Le portabandiera: Pininfarina, Kimera e Totem. Se un alieno atterrasse a Ginevra oggi, penserebbe che nel nostro Paese non facciamo più le macchine (o quasi). Provocazioni politiche a parte, nell’assenza compatta del “made in Italy” dal Gims, spiccano alcune eccezioni. Che raccontano “Italie” dell’auto meno note, ma non per questo meno significative: quella del know-how capace di conquistare importanti commesse straniere (come nel caso della Pininfarina, che ha disegnato la Foxtron Model B per la Foxconn, colosso taiwanese della tecnologia) e quella dell’artigianato di alto livello. “Nicchia”, c’è chi mormora dietro le quinte. Ma nella loro ostinazione di Davide in un mondo di Golia, i vari Betti (Kimera), Quaggio (Totem), e Rubatto (Erreerre Fuoriserie) meritano tutta la nostra stima.

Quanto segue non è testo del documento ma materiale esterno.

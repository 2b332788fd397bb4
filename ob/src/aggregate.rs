//! Per-product size/quantity aggregation

use std::collections::BTreeMap;

use serde::Serialize;
use tracing::debug;

use crate::parser::ParsedOrderLine;

/// Summed quantity for one size of a product
#[derive(Debug, Clone, PartialEq, Eq, Serialize)]
pub struct SizeQuantity {
    pub size: String,
    pub quantity: u64,
}

/// All ordered sizes of one product
#[derive(Debug, Clone, PartialEq, Eq, Serialize)]
pub struct AggregatedProduct {
    pub product_name: String,
    /// First SKU seen for the product
    pub sku: Option<String>,
    /// One entry per size, in first-seen order
    pub size_quantities: Vec<SizeQuantity>,
}

impl AggregatedProduct {
    fn new(product_name: &str) -> Self {
        Self {
            product_name: product_name.to_string(),
            sku: None,
            size_quantities: Vec::new(),
        }
    }

    fn add(&mut self, line: &ParsedOrderLine) {
        match (&self.sku, &line.sku) {
            (None, Some(sku)) => self.sku = Some(sku.clone()),
            (Some(first), Some(sku)) if first != sku => {
                debug!(product = %self.product_name, first = %first, other = %sku, "Divergent SKU, keeping first");
            }
            _ => {}
        }

        match self.size_quantities.iter_mut().find(|sq| sq.size == line.size) {
            // Rows are capped at MAX_QUANTITY, so the u64 sum stays exact
            Some(sq) => sq.quantity = sq.quantity.saturating_add(line.quantity),
            None => self.size_quantities.push(SizeQuantity {
                size: line.size.clone(),
                quantity: line.quantity,
            }),
        }
    }

    /// Serialize as "Size-Qty, Size-Qty"
    pub fn descriptor(&self) -> String {
        self.size_quantities
            .iter()
            .map(|sq| format!("{}-{}", sq.size, sq.quantity))
            .collect::<Vec<_>>()
            .join(", ")
    }

    /// Sum of quantities across all sizes
    pub fn total_quantity(&self) -> u64 {
        self.size_quantities
            .iter()
            .fold(0u64, |total, sq| total.saturating_add(sq.quantity))
    }
}

/// Group parsed lines by product and sum quantities per size
///
/// Products come out sorted by name; sizes keep the order they were first seen.
pub fn aggregate(lines: &[ParsedOrderLine]) -> Vec<AggregatedProduct> {
    let mut products: BTreeMap<&str, AggregatedProduct> = BTreeMap::new();

    for line in lines {
        products
            .entry(line.product_name.as_str())
            .or_insert_with(|| AggregatedProduct::new(&line.product_name))
            .add(line);
    }

    debug!(lines = lines.len(), products = products.len(), "Aggregated order lines");
    products.into_values().collect()
}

Chi non c’è… ma è come se: il “soft power” di Ginevra. Esaurito l’elenco dei presenti, liquidato in quattro e quattr’otto chi ha lasciato un vuoto pneumatico e basta, vale la pena di soffermarsi in coda su chi invece ha fatto una scelta un po’ a metà. Magari lasciando vedere o intravedere qualche modello, con immagini e teaser variamente intellegibili, proprio in prossimità delle settimane del Salone. sempre meglio conoscerle dal vivo, le auto nuove. Ma non compete a noi giudicare le scelte delle singole Case. Ci viene soltanto da dire che, se l’Europa dell’auto vuole (e deve) mostrarsi più coesa in questa fase di grandi sfide, allora è bene che trovi una linea unitaria anche in occasione dei suoi appuntamenti più importanti. Tanto più se uno di essi conserva ancora il “soft power” per dettarne il calendario dei lanci.